### Activity:
Take each line of the records below that contains the string "DateTime" and copy it.

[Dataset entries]

= Beginning of Section =

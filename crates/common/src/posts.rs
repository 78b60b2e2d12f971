use anyhow::Result;
use chrono::{DateTime, Utc};
use rusqlite::types::Value;
use rust_decimal::Decimal;
use serde::Serialize;

use crate::config;
use crate::db::{get_opt_decimal, get_ts, ts_to_sql, AsyncDb};
use crate::pagination::{get_pagination, total_pages};
use crate::types::{Post, PostSortOrder};

/// Tag filter shared by the page query and the count query, so both see the same set.
const CATEGORY_FILTER: &str = "EXISTS (SELECT 1 FROM post_tags pt
                                      JOIN tags t ON t.id = pt.tag_id
                                     WHERE pt.post_id = p.id AND t.tag_key = ?1)";

/// Matching key for a tag name: trimmed and lowercased (full Unicode).
pub fn tag_key(name: &str) -> String {
    name.trim().to_lowercase()
}

fn normalize_category(category: Option<&str>) -> Option<String> {
    category
        .map(str::trim)
        .filter(|c| !c.is_empty())
        .map(tag_key)
}

#[derive(Debug, Clone, Default)]
pub struct NewPost {
    pub user_id: i64,
    pub title: String,
    pub content: String,
    pub tags: Vec<String>,
    pub portfolio_value_at_posting: Option<Decimal>,
    /// Defaults to the insert time.
    pub created_at: Option<DateTime<Utc>>,
}

#[derive(Clone)]
pub struct PostRepository {
    db: AsyncDb,
}

impl PostRepository {
    pub fn new(db: AsyncDb) -> Self {
        Self { db }
    }

    pub async fn create_post(&self, post: NewPost) -> Result<i64> {
        self.db
            .call_named("posts.create", move |conn| {
                let tx = conn.transaction()?;
                let created_at = ts_to_sql(post.created_at.unwrap_or_else(Utc::now));
                tx.execute(
                    "INSERT INTO posts (user_id, title, content, created_at, portfolio_value_at_posting)
                     VALUES (?1, ?2, ?3, ?4, ?5)",
                    rusqlite::params![
                        post.user_id,
                        post.title,
                        post.content,
                        created_at,
                        post.portfolio_value_at_posting.map(|v| v.to_string()),
                    ],
                )?;
                let post_id = tx.last_insert_rowid();

                for tag in post.tags.iter().map(|t| t.trim()).filter(|t| !t.is_empty()) {
                    // First spelling of a tag wins; later ones differing only in case reuse it.
                    let key = tag_key(tag);
                    tx.execute(
                        "INSERT INTO tags (tag_name, tag_key)
                         SELECT ?1, ?2
                          WHERE NOT EXISTS (SELECT 1 FROM tags WHERE tag_key = ?2)",
                        rusqlite::params![tag, key],
                    )?;
                    tx.execute(
                        "INSERT OR IGNORE INTO post_tags (post_id, tag_id)
                         SELECT ?1, id FROM tags WHERE tag_key = ?2 ORDER BY id LIMIT 1",
                        rusqlite::params![post_id, key],
                    )?;
                }
                tx.commit()?;
                Ok(post_id)
            })
            .await
    }

    /// One page of posts, optionally restricted to a tag (case-insensitive).
    /// Pages are 1-based; anything below 1 is read as page 1.
    pub async fn get_paged_posts(
        &self,
        category: Option<&str>,
        page: u32,
        page_size: u32,
        sort: PostSortOrder,
    ) -> Result<Vec<Post>> {
        let category = normalize_category(category);
        let limit = i64::from(page_size);
        let offset = i64::from(page.max(1) - 1) * limit;

        self.db
            .call_named("posts.paged", move |conn| {
                let filter = if category.is_some() {
                    format!("WHERE {CATEGORY_FILTER}")
                } else {
                    String::new()
                };
                let sql = format!(
                    "SELECT p.id, p.user_id, u.username, p.title, p.content,
                            p.created_at, p.portfolio_value_at_posting
                     FROM posts p
                     JOIN users u ON u.id = p.user_id
                     {filter}
                     ORDER BY {order}
                     LIMIT {limit} OFFSET {offset}",
                    order = sort.order_by_sql(),
                );
                let params: Vec<Value> = category.into_iter().map(Value::Text).collect();

                let mut stmt = conn.prepare(&sql)?;
                let mut posts = stmt
                    .query_map(rusqlite::params_from_iter(params), |row| {
                        Ok(Post {
                            id: row.get(0)?,
                            user_id: row.get(1)?,
                            author: row.get(2)?,
                            title: row.get(3)?,
                            content: row.get(4)?,
                            created_at: get_ts(row, 5)?,
                            portfolio_value_at_posting: get_opt_decimal(row, 6)?,
                            tags: Vec::new(),
                        })
                    })?
                    .collect::<std::result::Result<Vec<_>, _>>()?;

                let mut tag_stmt = conn.prepare_cached(
                    "SELECT t.tag_name FROM post_tags pt
                     JOIN tags t ON t.id = pt.tag_id
                     WHERE pt.post_id = ?1
                     ORDER BY t.tag_name COLLATE NOCASE",
                )?;
                for post in &mut posts {
                    post.tags = tag_stmt
                        .query_map([post.id], |row| row.get(0))?
                        .collect::<std::result::Result<Vec<String>, _>>()?;
                }
                Ok(posts)
            })
            .await
    }

    /// Number of posts matching the same filter as [`Self::get_paged_posts`].
    pub async fn get_total_posts(&self, category: Option<&str>) -> Result<i64> {
        let category = normalize_category(category);
        self.db
            .call_named("posts.total", move |conn| {
                let n = match category {
                    Some(c) => conn.query_row(
                        &format!("SELECT COUNT(*) FROM posts p WHERE {CATEGORY_FILTER}"),
                        [c],
                        |row| row.get(0),
                    )?,
                    None => conn.query_row("SELECT COUNT(*) FROM posts", [], |row| row.get(0))?,
                };
                Ok(n)
            })
            .await
    }
}

/// A feed page together with what a page navigator needs.
#[derive(Debug, Clone, Serialize)]
pub struct PostFeedPage {
    pub posts: Vec<Post>,
    pub category: Option<String>,
    pub sort: PostSortOrder,
    pub current_page: u32,
    pub page_size: u32,
    pub total_posts: i64,
    pub total_pages: u32,
    /// Page numbers to render, centered on `current_page`.
    pub pages: Vec<u32>,
}

#[derive(Clone)]
pub struct PostService {
    posts: PostRepository,
    feed: config::Feed,
}

impl PostService {
    pub fn new(posts: PostRepository, feed: config::Feed) -> Self {
        Self { posts, feed }
    }

    pub async fn get_feed_page(
        &self,
        category: Option<&str>,
        page: u32,
        sort: PostSortOrder,
    ) -> Result<PostFeedPage> {
        self.get_feed_page_sized(category, page, None, sort).await
    }

    /// Like [`Self::get_feed_page`] with a caller-chosen page size, capped at
    /// the configured maximum. The requested page is clamped into range.
    pub async fn get_feed_page_sized(
        &self,
        category: Option<&str>,
        page: u32,
        page_size: Option<u32>,
        sort: PostSortOrder,
    ) -> Result<PostFeedPage> {
        let page_size = page_size
            .unwrap_or(self.feed.page_size)
            .clamp(1, self.feed.max_page_size.max(1));
        let category = normalize_category(category);

        let total_posts = self.posts.get_total_posts(category.as_deref()).await?;
        let total_pages = total_pages(u64::try_from(total_posts).unwrap_or(0), page_size);
        let current_page = page.clamp(1, total_pages.max(1));

        let posts = self
            .posts
            .get_paged_posts(category.as_deref(), current_page, page_size, sort)
            .await?;
        let pages = get_pagination(current_page, total_pages, self.feed.max_pages_to_show);

        tracing::debug!(
            category = category.as_deref().unwrap_or(""),
            current_page,
            total_pages,
            returned = posts.len(),
            "feed page"
        );

        Ok(PostFeedPage {
            posts,
            category,
            sort,
            current_page,
            page_size,
            total_posts,
            total_pages,
            pages,
        })
    }
}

= End of Section =

### Task output:
use chrono::{DateTime, Utc};
    pub created_at: Option<DateTime<Utc>>,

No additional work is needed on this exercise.